Sources & Methodology
Where Our Data Comes From
BilateralFactor draws exclusively on publicly available primary sources. The four sources we rely on are:
- Electronic Code of Federal Regulations (eCFR): all 38 CFR text, including Part 4 (Schedule for Rating Disabilities), §4.25 (combined ratings table), and §4.26 (bilateral factor), is taken directly from ecfr.gov. The eCFR is the authoritative, continuously updated version of the Code of Federal Regulations maintained by the Office of the Federal Register.
- VA.gov: official benefit rate tables, policy announcements, and program descriptions are sourced from va.gov. We link to the specific page, not the homepage.
- M21-1 Adjudication Procedures Manual: VBA's internal adjudication guidance, publicly available via KnowVA, is used where relevant to explain how regulations are applied in practice.
- VBA Annual Benefits Reports: statistical data on veterans, claim volumes, and disability compensation is drawn from VA's publicly released annual reports, available through the VBA reports page.
Source Provenance Rule
Every dataset and article on this site carries a source URL and a retrieval date. The retrieval date records when we last accessed and verified the source. Because regulatory text and benefit rates are updated periodically, the retrieval date tells readers how current our reference was at the time of writing. When a source is updated after publication, we re-verify the article and advance the updated date.
How Rate Tables Are Maintained
The compensation figures on our pay-rate pages and calculators are transcribed from VA.gov's published rate tables in two independent passes that are compared before anything is committed. Each table is stored with its source URL and retrieval date, checked by an automated schema, and covered by tests that fail the build if rates do not rise with rating, if dependents do not add money, or if a new year's table is not higher than the prior year's. Rates are re-verified each December when the cost-of-living adjustment takes effect.
How Calculators Are Tested
The combined rating calculator implements §4.25 and §4.26 directly in TypeScript. The implementation is covered by an automated unit test suite that runs on every code change. The tests include the worked examples from the regulations themselves.

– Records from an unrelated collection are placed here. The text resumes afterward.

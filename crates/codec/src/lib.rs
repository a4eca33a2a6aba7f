//! Bulk conversion between plant collections and text.
//!
//! Two formats are supported: the comma-delimited line format (one record per
//! line after a fixed header) and a structured JSON array with localized field
//! names. Both operate on in-memory text only; reading and writing files is
//! left to the caller.

pub mod error;
pub mod format;
pub mod lines;
pub mod structured;

pub use error::ImportError;
pub use format::{Format, Imported};
pub use lines::{LINE_HEADER, export_lines, import_lines};
pub use structured::{PlantRecord, export_structured, import_structured};
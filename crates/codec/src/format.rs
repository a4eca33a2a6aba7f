use std::path::Path;

use flora_plants::Plant;

use crate::error::ImportError;
use crate::lines::{export_lines, import_lines};
use crate::structured::{export_structured, import_structured};

/// Text format of a plant collection.
#[derive(Debug, Clone, Copy, PartialEq, Eq)]
pub enum Format {
    /// Comma-delimited, one plant per line.
    Lines,
    /// JSON array with localized labels.
    Structured,
}

/// Outcome of an import.
#[derive(Debug, Clone, Default, PartialEq)]
pub struct Imported {
    pub plants: Vec<Plant>,
    /// Rows dropped because they did not parse. Always zero for the
    /// structured format, which fails instead.
    pub skipped: usize,
}

impl Format {
    /// Pick a format from the file extension (`.csv`/`.txt` or `.json`).
    pub fn from_path(path: &Path) -> Option<Self> {
        let ext = path.extension()?.to_str()?.to_ascii_lowercase();
        match ext.as_str() {
            "csv" | "txt" => Some(Format::Lines),
            "json" => Some(Format::Structured),
            _ => None,
        }
    }

    pub fn export<'a>(
        self,
        plants: impl IntoIterator<Item = &'a Plant>,
    ) -> serde_json::Result<String> {
        match self {
            Format::Lines => Ok(export_lines(plants)),
            Format::Structured => export_structured(plants),
        }
    }

    pub fn import(self, text: &str) -> Result<Imported, ImportError> {
        match self {
            Format::Lines => Ok(import_lines(text)),
            Format::Structured => Ok(Imported {
                plants: import_structured(text)?,
                skipped: 0,
            }),
        }
    }
}

impl core::fmt::Display for Format {
    fn fmt(&self, f: &mut core::fmt::Formatter<'_>) -> core::fmt::Result {
        match self {
            Format::Lines => f.write_str("csv"),
            Format::Structured => f.write_str("json"),
        }
    }
}

impl core::str::FromStr for Format {
    type Err = String;

    fn from_str(s: &str) -> Result<Self, Self::Err> {
        match s.to_ascii_lowercase().as_str() {
            "csv" | "lines" => Ok(Format::Lines),
            "json" | "structured" => Ok(Format::Structured),
            other => Err(format!("unknown format {other:?} (expected csv or json)")),
        }
    }
}
//! Running count and height total over a set of registered plants.
//!
//! The tracker is independent of catalog membership: a plant can be
//! registered without living in any catalog. [`crate::PlantCatalog`] owns one
//! and keeps it in lockstep with its own contents; standalone trackers are
//! driven by the caller.

use std::collections::HashMap;

use flora_core::PlantId;

use crate::plant::{HeightChange, Plant};

#[derive(Debug, Clone, Default)]
pub struct AggregateTracker {
    /// Height last seen for each registered copy, keyed by identity. Clones
    /// share an identity, so one id can hold several copies.
    registered: HashMap<PlantId, Vec<f64>>,
    count: usize,
    total_height: f64,
}

impl AggregateTracker {
    pub fn new() -> Self {
        Self::default()
    }

    /// Start counting `plant`.
    pub fn register(&mut self, plant: &Plant) {
        self.registered
            .entry(plant.id())
            .or_default()
            .push(plant.height());
        self.count += 1;
        self.total_height += plant.height();
    }

    /// Stop counting one copy of `plant`. Returns `false` if none is registered.
    ///
    /// Subtracts the height the tracker last recorded for that copy, so a
    /// plant mutated behind the tracker's back cannot skew the total.
    pub fn unregister(&mut self, plant: &Plant) -> bool {
        self.unregister_copy(plant.id(), plant.height())
    }

    /// Stop counting the copy of `id` recorded at `height`, or its last copy
    /// if no recorded height matches.
    pub(crate) fn unregister_copy(&mut self, id: PlantId, height: f64) -> bool {
        let Some(heights) = self.registered.get_mut(&id) else {
            return false;
        };
        let slot = heights
            .iter()
            .position(|h| *h == height)
            .unwrap_or(heights.len() - 1);
        let height = heights.swap_remove(slot);
        if heights.is_empty() {
            self.registered.remove(&id);
        }
        self.count -= 1;
        self.total_height -= height;
        if self.count == 0 {
            self.total_height = 0.0;
        }
        true
    }

    /// Apply a height change reported by a plant.
    ///
    /// Changes for plants that are not registered are ignored and `false` is
    /// returned; the total only ever reflects registered plants.
    pub fn on_height_changed(&mut self, change: HeightChange) -> bool {
        let slot = self
            .registered
            .get_mut(&change.plant)
            .and_then(|heights| heights.iter_mut().find(|h| **h == change.old));
        match slot {
            Some(height) => {
                *height = change.new;
                self.total_height += change.delta();
                true
            }
            None => false,
        }
    }

    pub fn is_registered(&self, plant: &Plant) -> bool {
        self.registered.contains_key(&plant.id())
    }

    pub fn reset(&mut self) {
        self.registered.clear();
        self.count = 0;
        self.total_height = 0.0;
    }

    pub fn count(&self) -> usize {
        self.count
    }

    pub fn total_height(&self) -> f64 {
        self.total_height
    }

    /// Zero when nothing is registered.
    pub fn average_height(&self) -> f64 {
        if self.count == 0 {
            0.0
        } else {
            self.total_height / self.count as f64
        }
    }

    /// "total N, average height X.XX"
    pub fn describe(&self) -> String {
        format!(
            "total {}, average height {:.2}",
            self.count(),
            self.average_height()
        )
    }
}

impl core::fmt::Display for AggregateTracker {
    fn fmt(&self, f: &mut core::fmt::Formatter<'_>) -> core::fmt::Result {
        f.write_str(&self.describe())
    }
}
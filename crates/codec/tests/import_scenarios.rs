use chrono::NaiveDate;

use flora_codec::{Format, LINE_HEADER, export_lines, export_structured, import_lines, import_structured};
use flora_plants::{Plant, PlantCatalog, PlantType};

fn date(y: i32, m: u32, d: u32) -> NaiveDate {
    NaiveDate::from_ymd_opt(y, m, d).unwrap()
}

#[test]
fn line_import_skips_malformed_rows_and_keeps_order() {
    let text = format!(
        "{LINE_HEADER}\n\
         Rose,Flower,2,0.5,2023-05-15,true\n\
         Oak,Tree,old,20.0,1980-01-01,false\n\
         ,Shrub,3,1.2,2015-06-30,true\n\
         Tulip,Flower,1,0.3,2024-04-10,false\n"
    );

    let imported = import_lines(&text);
    let names: Vec<&str> = imported.plants.iter().map(Plant::name).collect();
    assert_eq!(names, vec!["Rose", "Tulip"]);
    assert_eq!(imported.skipped, 2);
}

#[test]
fn imported_rows_fill_catalog_up_to_capacity() {
    let text = format!(
        "{LINE_HEADER}\n\
         Alpha,Tree,5,2.0,2010-01-01,true\n\
         Beta,Shrub,5,1.5,2010-01-01,true\n\
         Gamma,Fern,5,3.0,2010-01-01,true\n"
    );

    let mut catalog = PlantCatalog::new(2).unwrap();
    let added = catalog.try_add_all(import_lines(&text).plants);

    assert_eq!(added, 2);
    assert_eq!(catalog.size(), 2);
    assert_eq!(catalog.aggregate().count(), 2);
    assert_eq!(catalog.aggregate().average_height(), 1.75);
    assert_eq!(catalog.aggregate().describe(), "total 2, average height 1.75");
}

#[test]
fn exports_are_deterministic_and_keep_duplicates() {
    let mut catalog = PlantCatalog::default();
    let ivy = Plant::new("Ivy", PlantType::Vine, 4, 2.5, date(2019, 5, 5)).unwrap();
    catalog.try_add(ivy.clone());
    catalog.try_add(Plant::new("Aloe", PlantType::Cactus, 3, 0.4, date(2020, 2, 2)).unwrap());
    catalog.try_add(ivy);

    let first = export_lines(catalog.iter());
    assert_eq!(first, export_lines(catalog.iter()));
    assert_eq!(first.lines().count(), 4);
    assert_eq!(first.lines().nth(3), Some("Ivy,Vine,4,2.5,2019-05-05,true"));

    let json = export_structured(catalog.iter()).unwrap();
    assert_eq!(json, export_structured(catalog.iter()).unwrap());
    let names: Vec<String> = import_structured(&json)
        .unwrap()
        .iter()
        .map(|p| p.name().to_string())
        .collect();
    assert_eq!(names, vec!["Ivy", "Aloe", "Ivy"]);
}

#[test]
fn format_dispatch_round_trips_through_both_formats() {
    let plants = vec![
        Plant::new("Rose", PlantType::Flower, 2, 0.5, date(2023, 5, 15)).unwrap(),
        Plant::new("Bamboo", PlantType::Grass, 7, 12.125, date(2017, 8, 1))
            .unwrap()
            .with_flowering(false),
    ];

    let lines = Format::Lines.export(&plants).unwrap();
    assert_eq!(Format::Lines.import(&lines).unwrap().plants, plants);

    let json = Format::Structured.export(&plants).unwrap();
    let restored = Format::Structured.import(&json).unwrap().plants;
    assert_eq!(restored.len(), plants.len());
    assert_eq!(restored[1].height(), 12.125);
    assert!(!restored[1].is_flowering());
}

mod proptests {
    use super::*;
    use proptest::prelude::*;

    fn plant() -> impl Strategy<Value = Plant> {
        (
            "[A-Za-z]{2,12}( [A-Za-z]{2,12})?",
            prop::sample::select(PlantType::ALL.to_vec()),
            0i64..=5000,
            0.01f64..=115.7,
            (1900i32..=2020, 1u32..=12, 1u32..=28),
            any::<bool>(),
        )
            .prop_map(|(name, plant_type, age, height, (y, m, d), flowering)| {
                Plant::new(&name, plant_type, age, height, date(y, m, d))
                    .unwrap()
                    .with_flowering(flowering)
            })
    }

    proptest! {
        /// Property: the line format is lossless for any valid collection.
        #[test]
        fn line_format_is_lossless(plants in prop::collection::vec(plant(), 0..16)) {
            let imported = import_lines(&export_lines(&plants));
            prop_assert_eq!(imported.skipped, 0);
            prop_assert_eq!(imported.plants, plants);
        }
    }
}
mod commands;
mod config;

use std::path::PathBuf;

use anyhow::Result;
use clap::{Parser, Subcommand};

use flora_codec::Format;
use flora_observability::LogFormat;
use flora_plants::{AgeCategory, PlantType};

use commands::SearchFilter;
use config::CliConfig;

#[derive(Parser)]
#[command(name = "flora", about = "Validate, inspect and convert plant catalogs")]
struct Cli {
    /// Catalog capacity (overrides FLORA_MAX_CAPACITY env var)
    #[arg(long, global = true)]
    max_capacity: Option<usize>,

    /// Log output: pretty or json (overrides FLORA_LOG_FORMAT env var)
    #[arg(long, global = true)]
    log_format: Option<LogFormat>,

    #[command(subcommand)]
    command: Commands,
}

#[derive(Subcommand)]
enum Commands {
    /// Load a catalog file and write it out again, possibly in the other format
    Convert {
        input: PathBuf,
        output: PathBuf,
        /// Input format (csv or json); inferred from the extension by default
        #[arg(long)]
        from: Option<Format>,
        /// Output format (csv or json); inferred from the extension by default
        #[arg(long)]
        to: Option<Format>,
    },
    /// Show count, average height and per-type / per-age breakdowns
    Stats {
        input: PathBuf,
        #[arg(long)]
        from: Option<Format>,
    },
    /// List plants matching every given filter
    Search {
        input: PathBuf,
        #[arg(long)]
        from: Option<Format>,
        /// Case-insensitive name substring
        #[arg(long)]
        name: Option<String>,
        /// Exact plant type (Tree, Shrub, Flower, Grass, Fern, Cactus, Vine)
        #[arg(long = "type")]
        plant_type: Option<PlantType>,
        /// young, adult or old
        #[arg(long)]
        age_category: Option<AgeCategory>,
    },
    /// Strictly parse one record line and describe it
    Check {
        /// e.g. "Rose,Flower,2,0.5,2023-05-15,true"
        line: String,
    },
}

fn main() -> Result<()> {
    let cli = Cli::parse();
    let config = CliConfig::resolve(cli.max_capacity, cli.log_format)?;
    flora_observability::init(config.log_format);

    let stdout = std::io::stdout();
    let mut out = stdout.lock();

    match cli.command {
        Commands::Convert {
            input,
            output,
            from,
            to,
        } => commands::convert(&input, &output, from, to, config.max_capacity, &mut out),
        Commands::Stats { input, from } => {
            commands::stats(&input, from, config.max_capacity, &mut out)
        }
        Commands::Search {
            input,
            from,
            name,
            plant_type,
            age_category,
        } => {
            let filter = SearchFilter {
                name,
                plant_type,
                age_category,
            };
            commands::search(&input, from, &filter, config.max_capacity, &mut out)
        }
        Commands::Check { line } => commands::check(&line, &mut out),
    }
}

If the calculator produces a different result than the example in the regulation, the test fails and the code cannot be deployed.
In addition to the regulation's own examples, the test suite includes edge cases: single-disability inputs, ties where two disabilities share the same rating, inputs that produce combined values ending in exactly 5 (which round up per §4.25), and scenarios with multiple qualifying bilateral pairs. The test suite is maintained in the project repository and is run automatically in continuous integration.

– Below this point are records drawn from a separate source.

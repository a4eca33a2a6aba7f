use chrono::{Local, Months, NaiveDate};
use serde::{Deserialize, Serialize};

use flora_core::{FormatError, PlantId, ValidationError, ValidationResult};

use crate::validate::{
    today, validate_age, validate_growth, validate_height, validate_name, validate_planting_date,
};

/// Height added by [`Plant::grow_default`].
pub const DEFAULT_GROWTH: f64 = 0.1;
/// Height added per year by [`Plant::grow_by_years`].
pub const GROWTH_PER_YEAR: f64 = 0.2;
/// Number of comma-separated fields in the line format.
pub const FIELD_COUNT: usize = 6;

const DATE_FORMAT: &str = "%Y-%m-%d";
const DISPLAY_DATE_FORMAT: &str = "%d.%m.%Y";
const WATERING_FORMAT: &str = "%d.%m.%Y %H:%M";
const NEVER_WATERED: &str = "never";

/// Botanical type of a plant.
#[derive(Debug, Clone, Copy, PartialEq, Eq, Hash, Serialize, Deserialize)]
pub enum PlantType {
    Tree,
    Shrub,
    Flower,
    Grass,
    Fern,
    Cactus,
    Vine,
}

impl PlantType {
    pub const ALL: [PlantType; 7] = [
        PlantType::Tree,
        PlantType::Shrub,
        PlantType::Flower,
        PlantType::Grass,
        PlantType::Fern,
        PlantType::Cactus,
        PlantType::Vine,
    ];

    pub fn as_str(&self) -> &'static str {
        match self {
            PlantType::Tree => "Tree",
            PlantType::Shrub => "Shrub",
            PlantType::Flower => "Flower",
            PlantType::Grass => "Grass",
            PlantType::Fern => "Fern",
            PlantType::Cactus => "Cactus",
            PlantType::Vine => "Vine",
        }
    }
}

impl core::fmt::Display for PlantType {
    fn fmt(&self, f: &mut core::fmt::Formatter<'_>) -> core::fmt::Result {
        f.write_str(self.as_str())
    }
}

/// Variant names are matched exactly (case-sensitive).
impl core::str::FromStr for PlantType {
    type Err = ValidationError;

    fn from_str(s: &str) -> Result<Self, Self::Err> {
        PlantType::ALL
            .into_iter()
            .find(|t| t.as_str() == s)
            .ok_or_else(|| ValidationError::plant_type(s))
    }
}

/// Age bracket derived from a plant's age in years.
#[derive(Debug, Clone, Copy, PartialEq, Eq, Hash)]
pub enum AgeCategory {
    Young,
    Adult,
    Old,
}

impl AgeCategory {
    pub fn for_age(age: u32) -> Self {
        if age < 2 {
            AgeCategory::Young
        } else if age < 10 {
            AgeCategory::Adult
        } else {
            AgeCategory::Old
        }
    }

    pub fn as_str(&self) -> &'static str {
        match self {
            AgeCategory::Young => "young",
            AgeCategory::Adult => "adult",
            AgeCategory::Old => "old",
        }
    }
}

impl core::fmt::Display for AgeCategory {
    fn fmt(&self, f: &mut core::fmt::Formatter<'_>) -> core::fmt::Result {
        f.write_str(self.as_str())
    }
}

#[derive(Debug, Clone, PartialEq, Eq, thiserror::Error)]
#[error("unknown age category {0:?} (expected young, adult or old)")]
pub struct UnknownAgeCategory(String);

impl core::str::FromStr for AgeCategory {
    type Err = UnknownAgeCategory;

    fn from_str(s: &str) -> Result<Self, Self::Err> {
        match s.trim().to_ascii_lowercase().as_str() {
            "young" => Ok(AgeCategory::Young),
            "adult" => Ok(AgeCategory::Adult),
            "old" => Ok(AgeCategory::Old),
            _ => Err(UnknownAgeCategory(s.to_string())),
        }
    }
}

/// Receipt for a height mutation.
///
/// Returned by every operation that changes a plant's height so that an
/// [`crate::AggregateTracker`] holding the plant can reconcile its total.
#[derive(Debug, Clone, Copy, PartialEq)]
pub struct HeightChange {
    pub plant: PlantId,
    pub old: f64,
    pub new: f64,
}

impl HeightChange {
    pub fn delta(&self) -> f64 {
        self.new - self.old
    }
}

/// How [`parse_record`] treats its input.
#[derive(Debug, Clone, Copy, PartialEq, Eq)]
pub enum ParseMode {
    /// Tokens are taken verbatim.
    Strict,
    /// Tokens are trimmed before parsing.
    Lenient,
}

/// A validated plant record.
///
/// Fields are private; every constructor and setter runs the validators in
/// [`crate::validate`] and leaves the record untouched on failure.
///
/// Equality compares the six persisted fields (name, type, age, height,
/// planting date, flowering). Identity and watering state are ignored.
#[derive(Debug, Clone)]
pub struct Plant {
    id: PlantId,
    name: String,
    plant_type: PlantType,
    age: u32,
    height: f64,
    planting_date: NaiveDate,
    flowering: bool,
    last_watered: Option<String>,
}

impl Plant {
    /// Create a plant from explicit field values. Flowering defaults to `true`.
    pub fn new(
        name: &str,
        plant_type: PlantType,
        age: i64,
        height: f64,
        planting_date: NaiveDate,
    ) -> ValidationResult<Self> {
        Ok(Self {
            id: PlantId::new(),
            name: validate_name(name)?,
            plant_type,
            age: validate_age(age)?,
            height: validate_height(height)?,
            planting_date: validate_planting_date(planting_date)?,
            flowering: true,
            last_watered: None,
        })
    }

    /// A young flower called "Unnamed", planted today.
    pub fn with_defaults() -> ValidationResult<Self> {
        Self::new("Unnamed", PlantType::Flower, 1, 0.1, today())
    }

    /// One year old, half a metre tall, planted today.
    pub fn from_name_and_type(name: &str, plant_type: PlantType) -> ValidationResult<Self> {
        Self::new(name, plant_type, 1, 0.5, today())
    }

    /// A one-metre tree planted `age` years before today.
    ///
    /// Ages that would put the planting date before 1900 are rejected by the
    /// planting-date validator.
    pub fn from_name_and_age(name: &str, age: i64) -> ValidationResult<Self> {
        let years = validate_age(age)?;
        let planted = today()
            .checked_sub_months(Months::new(years * 12))
            .ok_or(ValidationError::InvalidAge(age))?;
        Self::new(name, PlantType::Tree, age, 1.0, planted)
    }

    pub fn with_flowering(mut self, flowering: bool) -> Self {
        self.flowering = flowering;
        self
    }

    pub fn id(&self) -> PlantId {
        self.id
    }

    pub fn name(&self) -> &str {
        &self.name
    }

    pub fn plant_type(&self) -> PlantType {
        self.plant_type
    }

    pub fn age(&self) -> u32 {
        self.age
    }

    pub fn height(&self) -> f64 {
        self.height
    }

    pub fn planting_date(&self) -> NaiveDate {
        self.planting_date
    }

    pub fn is_flowering(&self) -> bool {
        self.flowering
    }

    /// Recomputed from `age` on every call.
    pub fn age_category(&self) -> AgeCategory {
        AgeCategory::for_age(self.age)
    }

    /// Timestamp of the last watering, or `"never"`.
    pub fn last_watered(&self) -> &str {
        self.last_watered.as_deref().unwrap_or(NEVER_WATERED)
    }

    pub fn is_mature(&self) -> bool {
        self.age > 5
    }

    pub fn set_name(&mut self, name: &str) -> ValidationResult<()> {
        self.name = validate_name(name)?;
        Ok(())
    }

    pub fn set_type(&mut self, plant_type: PlantType) {
        self.plant_type = plant_type;
    }

    pub fn set_age(&mut self, age: i64) -> ValidationResult<()> {
        self.age = validate_age(age)?;
        Ok(())
    }

    pub fn set_height(&mut self, height: f64) -> ValidationResult<HeightChange> {
        let height = validate_height(height)?;
        Ok(self.replace_height(height))
    }

    pub fn set_planting_date(&mut self, date: NaiveDate) -> ValidationResult<()> {
        self.planting_date = validate_planting_date(date)?;
        Ok(())
    }

    pub fn set_flowering(&mut self, flowering: bool) {
        self.flowering = flowering;
    }

    /// Grow by `amount` metres.
    pub fn grow(&mut self, amount: f64) -> ValidationResult<HeightChange> {
        let amount = validate_growth(amount)?;
        let height = validate_height(self.height + amount)?;
        Ok(self.replace_height(height))
    }

    pub fn grow_default(&mut self) -> ValidationResult<HeightChange> {
        self.grow(DEFAULT_GROWTH)
    }

    /// Age by `years` and grow [`GROWTH_PER_YEAR`] metres for each of them.
    ///
    /// Both the new age and the new height must pass validation before either
    /// is applied.
    pub fn grow_by_years(&mut self, years: i32) -> ValidationResult<HeightChange> {
        if years <= 0 {
            return Err(ValidationError::InvalidGrowth(f64::from(years)));
        }
        let height = validate_height(self.height + GROWTH_PER_YEAR * f64::from(years))?;
        let age = validate_age(i64::from(self.age) + i64::from(years))?;
        self.age = age;
        Ok(self.replace_height(height))
    }

    pub fn water(&mut self) -> &str {
        self.water_with(None, None)
    }

    /// Record a watering. The liquid label and volume are logged, not stored.
    pub fn water_with(&mut self, liquid: Option<&str>, millilitres: Option<u32>) -> &str {
        let stamp = Local::now().format(WATERING_FORMAT).to_string();
        tracing::debug!(
            plant = %self.id,
            name = %self.name,
            liquid,
            millilitres,
            at = %stamp,
            "plant watered"
        );
        self.last_watered = Some(stamp);
        self.last_watered()
    }

    /// "Name (Type) - N years, H m"
    pub fn description(&self) -> String {
        format!(
            "{} ({}) - {} years, {} m",
            self.name, self.plant_type, self.age, self.height
        )
    }

    pub fn planting_info(&self) -> String {
        format!(
            "{} was planted on {}.",
            self.name,
            self.planting_date.format(DISPLAY_DATE_FORMAT)
        )
    }

    /// `name,type,age,height,YYYY-MM-DD,flowering`
    ///
    /// Height uses `.` as decimal separator and the shortest representation
    /// that parses back to the same value.
    pub fn to_line(&self) -> String {
        format!(
            "{},{},{},{},{},{}",
            self.name,
            self.plant_type,
            self.age,
            self.height,
            self.planting_date.format(DATE_FORMAT),
            self.flowering
        )
    }

    /// Strict parse of a single line. See [`parse_record`].
    pub fn parse_line(line: &str) -> Result<Self, FormatError> {
        parse_record(line, ParseMode::Strict)
    }

    /// Lenient parse of a single line; any failure yields `None`.
    pub fn try_parse_line(line: &str) -> Option<Self> {
        parse_record(line, ParseMode::Lenient).ok()
    }

    fn replace_height(&mut self, height: f64) -> HeightChange {
        let old = self.height;
        self.height = height;
        HeightChange {
            plant: self.id,
            old,
            new: height,
        }
    }
}

impl PartialEq for Plant {
    fn eq(&self, other: &Self) -> bool {
        self.name == other.name
            && self.plant_type == other.plant_type
            && self.age == other.age
            && self.height == other.height
            && self.planting_date == other.planting_date
            && self.flowering == other.flowering
    }
}

impl core::fmt::Display for Plant {
    fn fmt(&self, f: &mut core::fmt::Formatter<'_>) -> core::fmt::Result {
        f.write_str(&self.to_line())
    }
}

impl core::str::FromStr for Plant {
    type Err = FormatError;

    fn from_str(s: &str) -> Result<Self, Self::Err> {
        Plant::parse_line(s)
    }
}

/// Parse one line of the line format into a validated plant.
///
/// The line must have exactly six comma-separated fields. Tokens that do not
/// parse as their type fail with [`FormatError::Field`], carrying the parser's
/// error as source; values that parse but fail validation fail with
/// [`FormatError::Invalid`].
pub fn parse_record(line: &str, mode: ParseMode) -> Result<Plant, FormatError> {
    if line.trim().is_empty() {
        return Err(FormatError::Empty);
    }

    let parts: Vec<&str> = line.split(',').collect();
    if parts.len() != FIELD_COUNT {
        return Err(FormatError::FieldCount { found: parts.len() });
    }
    let token = |i: usize| match mode {
        ParseMode::Strict => parts[i],
        ParseMode::Lenient => parts[i].trim(),
    };

    let plant_type: PlantType = token(1).parse()?;
    let age: i64 = token(2)
        .parse()
        .map_err(|e| FormatError::field("age", token(2), e))?;
    let height: f64 = token(3)
        .parse()
        .map_err(|e| FormatError::field("height", token(3), e))?;
    let planting_date = NaiveDate::parse_from_str(token(4), DATE_FORMAT)
        .map_err(|e| FormatError::field("planting date", token(4), e))?;
    let flowering = parse_flag(token(5))
        .ok_or_else(|| FormatError::field("flowering", token(5), "expected true or false"))?;

    Ok(Plant::new(token(0), plant_type, age, height, planting_date)?.with_flowering(flowering))
}

fn parse_flag(token: &str) -> Option<bool> {
    if token.eq_ignore_ascii_case("true") {
        Some(true)
    } else if token.eq_ignore_ascii_case("false") {
        Some(false)
    } else {
        None
    }
}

Limitations of Schedular Math
Our calculator and articles describe the schedular combined rating calculation: the mathematical procedure set out in 38 CFR §4.25 and §4.26. This is the standard method VA uses to combine separate disability ratings into one combined rating.
However, an actual VA rating decision involves more than arithmetic. VA adjudicators evaluate the evidence of record, apply diagnostic codes, determine service connection, consider extraschedular ratings, and exercise judgment on ambiguous evidence. Our calculator cannot replicate that process. The number our calculator produces is the schedular math result: what the combined rating would be if all the inputs are correct and no extraschedular considerations apply. It is a reference tool, not a VA decision.
Veterans whose situations involve extraschedular ratings, special monthly compensation, TDIU, or contested service connection should consult an accredited representative who can review their specific evidence of record.